Exercise data.
use std::collections::hash_map::Entry;
use std::sync::Arc;

use rustc_hash::FxHashMap;

use crate::connectors::{ConDescTable, Connector, ConnectorId};
use crate::disjuncts::{Disjunct, DisjunctId, DisjunctWord};
use crate::pool::Pool;
use crate::tracon_set::TraconSet;

/// Key of one disjunct under structural equality: the canonical ids of its
/// two chains, plus the word spelling when word-strings are distinguished.
#[derive(Debug, PartialEq, Eq, Hash)]
struct DupKey {
  left: Option<u32>,
  right: Option<u32>,
  word: Option<Arc<str>>,
}

/// Collapse duplicate disjuncts on one word's list.
///
/// Two disjuncts are duplicates when their left chains and right chains are
/// pointwise equal (descriptor identity and multi flag); with `match_word`
/// set they must also carry the same word spelling. The lower-cost disjunct
/// wins, ties keeping the earlier one, and category arrays merge by union.
///
/// Near-linear: both chains are interned through a tracon set, so the key
/// comparison is two canonical ids rather than a chain walk.
pub fn eliminate_duplicate_disjuncts(
  disjunct_pool: &mut Pool<Disjunct>,
  connector_pool: &Pool<Connector>,
  descs: &ConDescTable,
  head: Option<DisjunctId>,
  match_word: bool,
) -> Option<DisjunctId> {
  let mut tracons = TraconSet::new();
  let mut winners: Vec<DisjunctId> = Vec::new();
  let mut by_key: FxHashMap<DupKey, usize> = FxHashMap::default();

  let mut canon = |c: Option<ConnectorId>| -> Option<u32> {
    c.map(|chain| tracons.intern(connector_pool, descs, chain).index())
  };

  let mut d = head;
  while let Some(did) = d {
    let (next, left, right) = {
      let dis = disjunct_pool.get(did);
      (dis.next, dis.left, dis.right)
    };
    let key = DupKey {
      left: canon(left),
      right: canon(right),
      word: if match_word {
        disjunct_pool.get(did).word.spelling().cloned()
      } else {
        None
      },
    };

    match by_key.entry(key) {
      Entry::Vacant(entry) => {
        entry.insert(winners.len());
        winners.push(did);
      }
      Entry::Occupied(entry) => {
        let slot = *entry.get();
        let kept = winners[slot];
        let (winner, loser) = if disjunct_pool.get(did).cost < disjunct_pool.get(kept).cost {
          (did, kept)
        } else {
          (kept, did)
        };
        winners[slot] = winner;
        merge(disjunct_pool, winner, loser);
      }
    }
    d = next;
  }

  // Relink the survivors in first-seen order.
  for i in 0..winners.len() {
    let next = winners.get(i + 1).copied();
    disjunct_pool.get_mut(winners[i]).next = next;
  }
  winners.first().copied()
}

/// Fold the loser into the winner: minimum cost, union of category arrays.
fn merge(pool: &mut Pool<Disjunct>, winner: DisjunctId, loser: DisjunctId) {
  let loser_cost = pool.get(loser).cost;
  let loser_cats = match &pool.get(loser).word {
    DisjunctWord::Categories(cats) => cats.clone(),
    _ => Vec::new(),
  };

  let kept = pool.get_mut(winner);
  if loser_cost < kept.cost {
    kept.cost = loser_cost;
  }
  if let DisjunctWord::Categories(cats) = &mut kept.word {
    for cat in loser_cats {
      match cats.iter_mut().find(|c| c.num == cat.num) {
        Some(existing) => {
          if cat.cost < existing.cost {
            existing.cost = cat.cost;
          }
        }
        None => cats.push(cat),
      }
    }
  }
}
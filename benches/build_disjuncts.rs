use criterion::{black_box, criterion_group, criterion_main, Criterion};

use linkgram::connectors::ConDescTable;
use linkgram::exprs::{ExpId, Exprs};
use linkgram::parse_exp::parse_exp;
use linkgram::{prepare_to_parse, ParseOptions, Sentence};

// 3 * 3 * 2 * 2 alternatives per entry, before boundary pruning.
const WIDE_SRC: &str = "(A+ or B+ or C+) & (D- or E- or F-) & {G+ or H+} & {I- or J-}";

fn prepare(exprs: &Exprs, descs: &ConDescTable, root: ExpId) -> usize {
  let mut sent = Sentence::new(8);
  for w in 0..sent.len() {
    sent.add_entry(w, "w", root, None);
  }
  prepare_to_parse(&mut sent, exprs, descs, &ParseOptions::default()).unwrap();
  sent.disjunct_count()
}

fn criterion_benchmark(c: &mut Criterion) {
  let mut exprs = Exprs::new();
  let mut descs = ConDescTable::new();
  let root = parse_exp(WIDE_SRC, &mut exprs, &mut descs).unwrap();

  c.bench_function("prepare wide sentence", |b| {
    b.iter(|| prepare(black_box(&exprs), black_box(&descs), black_box(root)))
  });
}

criterion_group!(benches, criterion_benchmark);
criterion_main!(benches);
/// Decode a category-encoded word string: a leading ASCII space followed by
/// a hexadecimal category number in (0, 65536).
fn decode_category(wstring: &str, cost: f64) -> Result<Vec<Category>> {
  let num = u32::from_str_radix(wstring[1..].trim(), 16)
    .map_err(|e| CoreError::CorruptDictionary(format!("bad category \"{}\": {}", wstring, e)))?;
  if num == 0 || num >= 64 * 1024 {
    return Err(CoreError::CorruptDictionary(format!(
      "insane category {}",
      num
    )));
  }
  let mut categories = Vec::with_capacity(4);
  categories.push(Category { num, cost });
  Ok(categories)
}

/// Build a disjunct list out of the clause list `clauses`.
///
/// Each clause's half-links are split into the left and right chains. When a
/// link's cache slot already holds a materialized connector, that whole
/// suffix is adopted and the direction is sealed: clauses deriving from the
/// same sub-expression end up sharing one connector chain by identity.
#[allow(clippy::too_many_arguments)]
fn build_disjunct(
  clause_pool: &Pool<Clause>,
  tconn_pool: &mut Pool<Tconnector>,
  connector_pool: &mut Pool<Connector>,
  disjunct_pool: &mut Pool<Disjunct>,
  exprs: &Exprs,
  clauses: Option<ClauseId>,
  wstring: &Arc<str>,
  generation: bool,
  gword: Option<GwordId>,
  cost_cutoff: f64,
) -> Result<Option<DisjunctId>> {
  let mut dis = None;

  let mut cl = clauses;
  while let Some(cid) = cl {
    let Clause {
      links, cost, next, ..
    } = *clause_pool.get(cid);
    cl = next;

    if links.is_none() {
      continue; // no connectors
    }
    if cost > cost_cutoff {
      continue;
    }

    let mut heads: [Option<ConnectorId>; 2] = [None, None];
    let mut tails: [Option<ConnectorId>; 2] = [None, None];
    let mut sealed = [false, false];

    let mut t = links;
    while let Some(tid) = t {
      let tconn = *tconn_pool.get(tid);
      t = tconn.next;

      let (desc, dir, multi, farthest_word) = match &exprs.get(tconn.exp).kind {
        ExpKind::Connector {
          desc,
          dir,
          multi,
          farthest_word,
        } => (*desc, *dir, *multi, *farthest_word),
        _ => {
          return Err(CoreError::MalformedExpression(
            "half-link wraps a non-connector node".to_string(),
          ))
        }
      };
      let idir = (dir == Dir::Right) as usize;

      if sealed[idir] {
        continue; // this direction is complete
      }
      if let Some(cached) = tconn.tracon {
        // Adopt the cached suffix wholesale and seal the direction.
        match tails[idir] {
          Some(tail) => connector_pool.get_mut(tail).next = Some(cached),
          None => heads[idir] = Some(cached),
        }
        sealed[idir] = true;
        continue;
      }

      let new = connector_pool.alloc(Connector {
        desc,
        multi,
        exp_pos: tconn.pos,
        farthest_word,
        nearest_word: 0,
        shallow: false,
        originating_gword: None,
        next: None,
      })?;
      tconn_pool.get_mut(tid).tracon = Some(new); // cache this tracon

      match tails[idir] {
        Some(tail) => connector_pool.get_mut(tail).next = Some(new),
        None => heads[idir] = Some(new),
      }
      tails[idir] = Some(new);
    }

    let word = if !generation || !wstring.starts_with(' ') {
      DisjunctWord::Spelling(wstring.clone())
    } else {
      DisjunctWord::Categories(decode_category(wstring, cost)?)
    };

    let ndis = disjunct_pool.alloc(Disjunct {
      next: dis,
      left: heads[0],
      right: heads[1],
      word,
      cost,
      originating_gword: gword,
    })?;
    dis = Some(ndis);
  }

  Ok(dis)
}

/// Turn one dictionary expression into the disjunct list for a word.
///
/// The scratch pools are reclaimed before returning; connectors and
/// disjuncts go to the sentence pools and live until sentence teardown.
/// When `max_disjuncts` is nonzero and the list is longer, it is thinned by
/// an approximate reservoir: the head is kept, every other entry survives
/// with probability `max_disjuncts / n`.
pub fn build_disjuncts_for_exp(
  sent: &mut Sentence,
  exprs: &Exprs,
  e: ExpId,
  wstring: &Arc<str>,
  gword: Option<GwordId>,
  cost_cutoff: f64,
  max_disjuncts: usize,
) -> Result<Option<DisjunctId>> {
  let Sentence {
    clause_pool,
    tconn_pool,
    connector_pool,
    disjunct_pool,
    generation,
    rand_state,
    ..
  } = sent;

  let mut exp_pos = 0;
  let mut ct = ClauseContext {
    clause_pool: &mut *clause_pool,
    tconn_pool: &mut *tconn_pool,
    exp_pos: &mut exp_pos,
  };
  let clauses = match build_clause(exprs, e, &mut ct) {
    Ok((head, _)) => head,
    Err(err) => {
      clause_pool.reuse();
      tconn_pool.reuse();
      return Err(err);
    }
  };

  let dis = build_disjunct(
    clause_pool,
    tconn_pool,
    connector_pool,
    disjunct_pool,
    exprs,
    clauses,
    wstring,
    *generation,
    gword,
    cost_cutoff,
  );
  clause_pool.reuse();
  tconn_pool.reuse();
  let dis = dis?;

  if max_disjuncts == 0 {
    return Ok(dis);
  }

  // If there are more than the allowed number of disjuncts, randomly discard
  // some of them, with uniform weighting; cost is not considered.
  let discnt = count_disjuncts(disjunct_pool, dis);
  if discnt < max_disjuncts {
    return Ok(dis);
  }

  let mut rng = match *rand_state {
    0 => StdRng::from_entropy(),
    seed => StdRng::seed_from_u64(seed),
  };

  let khead = dis.expect("counted disjuncts from an empty list");
  let mut ktail = khead;
  let mut d = disjunct_pool.get(khead).next;
  while let Some(did) = d {
    let next = disjunct_pool.get(did).next;
    if rng.gen_range(0..discnt) < max_disjuncts {
      disjunct_pool.get_mut(ktail).next = Some(did);
      ktail = did;
    }
    d = next;
  }
  disjunct_pool.get_mut(ktail).next = None;
  if *rand_state != 0 {
    *rand_state = rng.gen();
  }

  Ok(dis)
}

/// Number of disjuncts on the list starting at `head`.
pub fn count_disjuncts(pool: &Pool<Disjunct>, head: Option<DisjunctId>) -> usize {
  let mut n = 0;
  let mut d = head;
  while let Some(id) = d {
    n += 1;
    d = pool.get(id).next;
  }
  n
}
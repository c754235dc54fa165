use std::sync::Arc;
use std::time::Duration;

use crate::clause::{Clause, Tconnector};
use crate::connectors::Connector;
use crate::disjuncts::{count_disjuncts, Disjunct, DisjunctId};
use crate::errors::CoreError;
use crate::exprs::ExpId;
use crate::pool::Pool;
use crate::string_set::StringSet;

/// If no cutoff is configured, disjuncts costlier than this are dropped.
pub const DEFAULT_MAX_DISJUNCT_COST: f64 = 2.7;

/// Opaque handle to the tokenizer's word-graph node that produced an entry.
/// The core only stamps it through onto disjuncts and connectors.
#[derive(Debug, Copy, Clone, PartialEq, Eq)]
pub struct GwordId(pub u32);

/// One dictionary entry of a sentence word: an expression and its spelling.
#[derive(Debug, Clone)]
pub struct WordEntry {
  pub exp: ExpId,
  pub spelling: Arc<str>,
  pub gword: Option<GwordId>,
}

#[derive(Debug, Default)]
pub struct Word {
  pub entries: Vec<WordEntry>,
  pub disjuncts: Option<DisjunctId>,
  /// Set when this word's expansion failed; the word then has no disjuncts.
  pub error: Option<CoreError>,
}

/// Per-sentence state: the word array and the pools every sentence-scoped
/// object lives in. Sentences must not share pools; teardown is dropping
/// the whole struct.
#[derive(Debug)]
pub struct Sentence {
  pub words: Vec<Word>,
  pub connector_pool: Pool<Connector>,
  pub disjunct_pool: Pool<Disjunct>,
  /// Scratch, reclaimed after every expression expansion.
  pub clause_pool: Pool<Clause>,
  /// Scratch, reclaimed after every expression expansion.
  pub tconn_pool: Pool<Tconnector>,
  pub strings: StringSet,
  /// Seed for the disjunct down-sampler. Nonzero makes it deterministic and
  /// is advanced on use; zero selects the system generator.
  pub rand_state: u64,
  /// Whether the dictionary is a generation-mode one (category-encoded
  /// word strings, word-string-discriminating duplicate elimination).
  pub generation: bool,
  /// Set when a stage ran out of budget and left a partial result.
  pub over_budget: bool,
}

impl Sentence {
  pub fn new(length: usize) -> Self {
    Self {
      words: (0..length).map(|_| Word::default()).collect(),
      connector_pool: Pool::with_capacity(8192),
      disjunct_pool: Pool::with_capacity(2048),
      clause_pool: Pool::with_capacity(4096),
      tconn_pool: Pool::with_capacity(32768),
      strings: StringSet::new(),
      rand_state: 0,
      generation: false,
      over_budget: false,
    }
  }

  pub fn len(&self) -> usize {
    self.words.len()
  }

  pub fn is_empty(&self) -> bool {
    self.words.is_empty()
  }

  /// Add a dictionary entry for word `w`, interning the spelling.
  pub fn add_entry(&mut self, w: usize, spelling: &str, exp: ExpId, gword: Option<GwordId>) {
    let spelling = self.strings.intern(spelling);
    self.words[w].entries.push(WordEntry {
      exp,
      spelling,
      gword,
    });
  }

  /// Total number of disjuncts currently on the per-word lists.
  pub fn disjunct_count(&self) -> usize {
    self
      .words
      .iter()
      .map(|word| count_disjuncts(&self.disjunct_pool, word.disjuncts))
      .sum()
  }
}

/// Knobs of the expansion and preparation stages.
#[derive(Debug, Clone)]
pub struct ParseOptions {
  /// Cost cutoff: clauses accumulating more than this are dropped.
  pub disjunct_cost: f64,
  /// Per-word disjunct cap for random down-sampling; 0 disables it.
  pub max_disjuncts: usize,
  /// Wall-clock budget for preparing one sentence; None means unlimited.
  pub max_parse_time: Option<Duration>,
}

impl Default for ParseOptions {
  fn default() -> Self {
    Self {
      disjunct_cost: DEFAULT_MAX_DISJUNCT_COST,
      max_disjuncts: 0,
      max_parse_time: None,
    }
  }
}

About this task.
Quote exactly the first line of the data and every line after it through the one holding "use crate::tracon_set::TraconSet;".

Result of the exercise.
use std::collections::hash_map::Entry;
use std::sync::Arc;

use rustc_hash::FxHashMap;

use crate::connectors::{ConDescTable, Connector, ConnectorId};
use crate::disjuncts::{Disjunct, DisjunctId, DisjunctWord};
use crate::pool::Pool;
use crate::tracon_set::TraconSet;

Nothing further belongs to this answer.